Machine learning, and particularly Deep Learning requires large amounts of data, that in several instances are proprietary and confidential to many businesses.

In order to respect individual organization’s privacy in collaborative machine learning, federated learning could play a crucial role. Such implementations of privacy preserving federated learning find applicability in various ecosystems like finance, health care, legal, research and other fields that require preservation of privacy.

However, many such implementations are driven by a centralized architecture in the network, where the aggregator node becomes the single point of failure, and is also expected with lots of computing resources at its disposal.

In this paper, we propose an approach of implementing a decentralized, peer-topeer federated learning framework, that leverages RAFT based aggregator selection.

Raft (algorithm) achieves consensus via an elected leader. A server in a raft cluster is either a leader or a follower, and can be a candidate in the precise case of an election (leader unavailable). The leader is responsible for log replication to the followers. It regularly informs the followers of its existence by sending a heartbeat message. Each follower has a timeout (typically between 150 and 300 ms) in which it expects the heartbeat from the leader. The timeout is reset on receiving the heartbeat. If no heartbeat is received the follower changes its status to candidate and starts a leader election. (from Wiki)

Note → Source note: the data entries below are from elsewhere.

use galaxy_core::{GalaxyError, Op, Term, TermArena, TermId, Value};

use crate::codec::{demodulate, modulate};

/// Read a term built from `cons`, `nil` and integers as a value.
pub fn term_to_value(arena: &TermArena, term: TermId) -> Result<Value, GalaxyError> {
    enum Pending {
        Head(TermId),
        Tail(Value),
    }

    let mut stack = Vec::new();
    let mut cur = term;
    loop {
        let mut value = match arena.term(cur) {
            Term::Int(n) => Value::Int(n.clone()),
            Term::Op(Op::Nil) => Value::Nil,
            _ => match arena.pair_parts(cur) {
                Some((head, tail)) => {
                    stack.push(Pending::Head(tail));
                    cur = head;
                    continue;
                }
                None => {
                    return Err(GalaxyError::decode(format!(
                        "{} is not an integer, nil or cons pair",
                        arena.describe(cur)
                    )))
                }
            },
        };
        loop {
            match stack.pop() {
                None => return Ok(value),
                Some(Pending::Head(tail)) => {
                    stack.push(Pending::Tail(value));
                    cur = tail;
                    break;
                }
                Some(Pending::Tail(head)) => value = Value::pair(head, value),
            }
        }
    }
}

/// Build the `cons`/`nil`/integer term for a value.
pub fn value_to_term(arena: &mut TermArena, value: &Value) -> TermId {
    enum Pending<'v> {
        Head(&'v Value),
        Tail(TermId),
    }

    let mut stack = Vec::new();
    let mut cur = value;
    loop {
        let mut term = match cur {
            Value::Int(n) => arena.int(n.clone()),
            Value::Nil => arena.op(Op::Nil),
            Value::Pair(head, tail) => {
                stack.push(Pending::Head(tail));
                cur = head;
                continue;
            }
        };
        loop {
            match stack.pop() {
                None => return term,
                Some(Pending::Head(tail)) => {
                    stack.push(Pending::Tail(term));
                    cur = tail;
                    break;
                }
                Some(Pending::Tail(head)) => term = arena.vector(head, term),
            }
        }
    }
}

pub fn modulate_term(arena: &TermArena, term: TermId) -> Result<String, GalaxyError> {
    Ok(modulate(&term_to_value(arena, term)?))
}

pub fn demodulate_term(arena: &mut TermArena, bits: &str) -> Result<TermId, GalaxyError> {
    let value = demodulate(bits)?;
    Ok(value_to_term(arena, &value))
}
pub mod lexer;
mod reader;

pub use reader::read_definition;
pub use reader::read_program;
pub use reader::read_term;
pub use reader::Definition;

The proposal hinges on that fact that there is no one permanent aggregator, but instead a transient, time based elected leader, which will aggregate the models from all the peers in the network.

The leader ( aggregator) publishes the aggregated model on the network, for everyone to consume. Along with peer-to-peer network and RAFT based aggregator selection, the framework uses dynamic generation of cryptographic keys, to create a more secure mechanism for delivery of models within the network. The key rotation also ensures anonymity of the sender on the network too.

Experiments conducted in the paper, verifies the usage of peer-to-peer network for creating a resilient federated learning network. Although the proposed solution uses an artificial neural network in it’s reference implementation, the generic design of the framework can accommodate any federated learning model within the network.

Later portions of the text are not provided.